Generally, membrane filtration methods can be applied in combination with flotation to achieve a high rejection and a low-liquid discharge. There are at least two basic schemes:

  1. 1.

    Flotation pretreatment and membrane filtration post-treatment with recirculation of concentrate. The permeate is a high-grade water to be used for technology and/or potable water supply. The only discharge is the flotation froth which can be dewatered with a filter press. The formed sludge is a solid waste with 60–70% humidity.

  2. 2.

    Membrane filtration (NF, RO) of high-acidic cationic wastewater and flotation for concentrate treatment. Similarly, the only discharge here is the flotation froth. The permeate can be discharged to lakes and rivers after pH-correction or recycled (returned to main technological process).

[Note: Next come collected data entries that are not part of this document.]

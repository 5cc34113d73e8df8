//! Per-document work and the two dispatch strategies

use std::collections::VecDeque;
use std::sync::{Arc, Mutex};

use tokio::sync::watch;
use tracing::{debug, error, info, warn};

use super::types::DocumentResult;
use crate::scraping::downloader::DownloadCoordinator;
use crate::scraping::resolver::DocumentResolver;
use crate::types::DocumentRef;

/// Resolve + download for a single document
pub(super) struct DocumentWorker {
    pub(super) resolver: DocumentResolver,
    /// None on dry runs
    pub(super) downloader: Option<DownloadCoordinator>,
    pub(super) shutdown: watch::Receiver<bool>,
}

impl DocumentWorker {
    fn shutdown_requested(&self) -> bool {
        *self.shutdown.borrow()
    }

    pub(super) async fn process(&self, doc: DocumentRef) -> DocumentResult {
        if self.shutdown_requested() {
            return DocumentResult::NotStarted;
        }

        let resolved = self.resolver.resolve(doc).await;
        let Some(pdf_url) = resolved.pdf_url else {
            warn!("No PDF link found for {} ({})", resolved.title, resolved.intermediate_url);
            return DocumentResult::Skipped;
        };

        let Some(downloader) = &self.downloader else {
            info!("{} -> {}", resolved.title, pdf_url);
            return DocumentResult::Resolved;
        };

        if self.shutdown_requested() {
            debug!("Shutdown requested, not starting {}", resolved.title);
            return DocumentResult::NotStarted;
        }

        let outcome = downloader
            .download(&resolved.title, &pdf_url, resolved.summary)
            .await;
        DocumentResult::Downloaded(outcome.status)
    }
}

/// Fixed pool of workers draining a shared queue. Each worker finishes one
/// document before taking the next, so at most `workers` are in flight.
pub(super) async fn dispatch_pool(
    docs: Vec<DocumentRef>,
    workers: usize,
    worker: Arc<DocumentWorker>,
) -> Vec<DocumentResult> {
    let total = docs.len();
    let queue = Arc::new(Mutex::new(VecDeque::from(docs)));
    let workers = workers.max(1).min(total.max(1));

    let mut handles = Vec::with_capacity(workers);
    for id in 0..workers {
        let queue = queue.clone();
        let worker = worker.clone();
        handles.push(tokio::spawn(async move {
            let mut results = Vec::new();
            loop {
                if worker.shutdown_requested() {
                    break;
                }
                let next = queue.lock().unwrap_or_else(|e| e.into_inner()).pop_front();
                let Some(doc) = next else {
                    break;
                };
                results.push(worker.process(doc).await);
            }
            debug!("Worker {} done after {} document(s)", id, results.len());
            results
        }));
    }

    let mut results = Vec::with_capacity(total);
    for handle in handles {
        match handle.await {
            Ok(batch) => results.extend(batch),
            Err(e) => error!("Download worker panicked: {}", e),
        }
    }

    // Anything still queued was never picked up
    let remaining = queue.lock().unwrap_or_else(|e| e.into_inner()).len();
    results.extend(std::iter::repeat(DocumentResult::NotStarted).take(remaining));
    results
}

/// One task per document, all awaited together
pub(super) async fn dispatch_gather(
    docs: Vec<DocumentRef>,
    worker: Arc<DocumentWorker>,
) -> Vec<DocumentResult> {
    let handles: Vec<_> = docs
        .into_iter()
        .map(|doc| {
            let worker = worker.clone();
            tokio::spawn(async move { worker.process(doc).await })
        })
        .collect();

    futures::future::join_all(handles)
        .await
        .into_iter()
        .filter_map(|joined| match joined {
            Ok(result) => Some(result),
            Err(e) => {
                error!("Download task panicked: {}", e);
                None
            }
        })
        .collect()
}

The choice of an optimal technology may be made based on comparison of capital and operating costs with respect to the treated water requirements.

Conclusions

Inorganic microporous membranes are eligible for air sparging in application to flotation. This method is rather effective (rejection 80–98%) for removal of precipitated and flocculated heavy metal hydroxides when the initial concentration of metal cations is higher than 50 ppm, including membrane filtration pretreatment.

Flotation units are to be designed using the theoretical equation relating bubbling rate with gas content in the flotation unit and the experimental data of rejection dependence on wastewater residence time. The volume of membrane flotation chamber as well as pump and compressor performance can be calculated with use of these data.

Membrane filtration use is prospective in combination with flotation for post-treatment or as a first stage of an integrated process of wastewater treatment.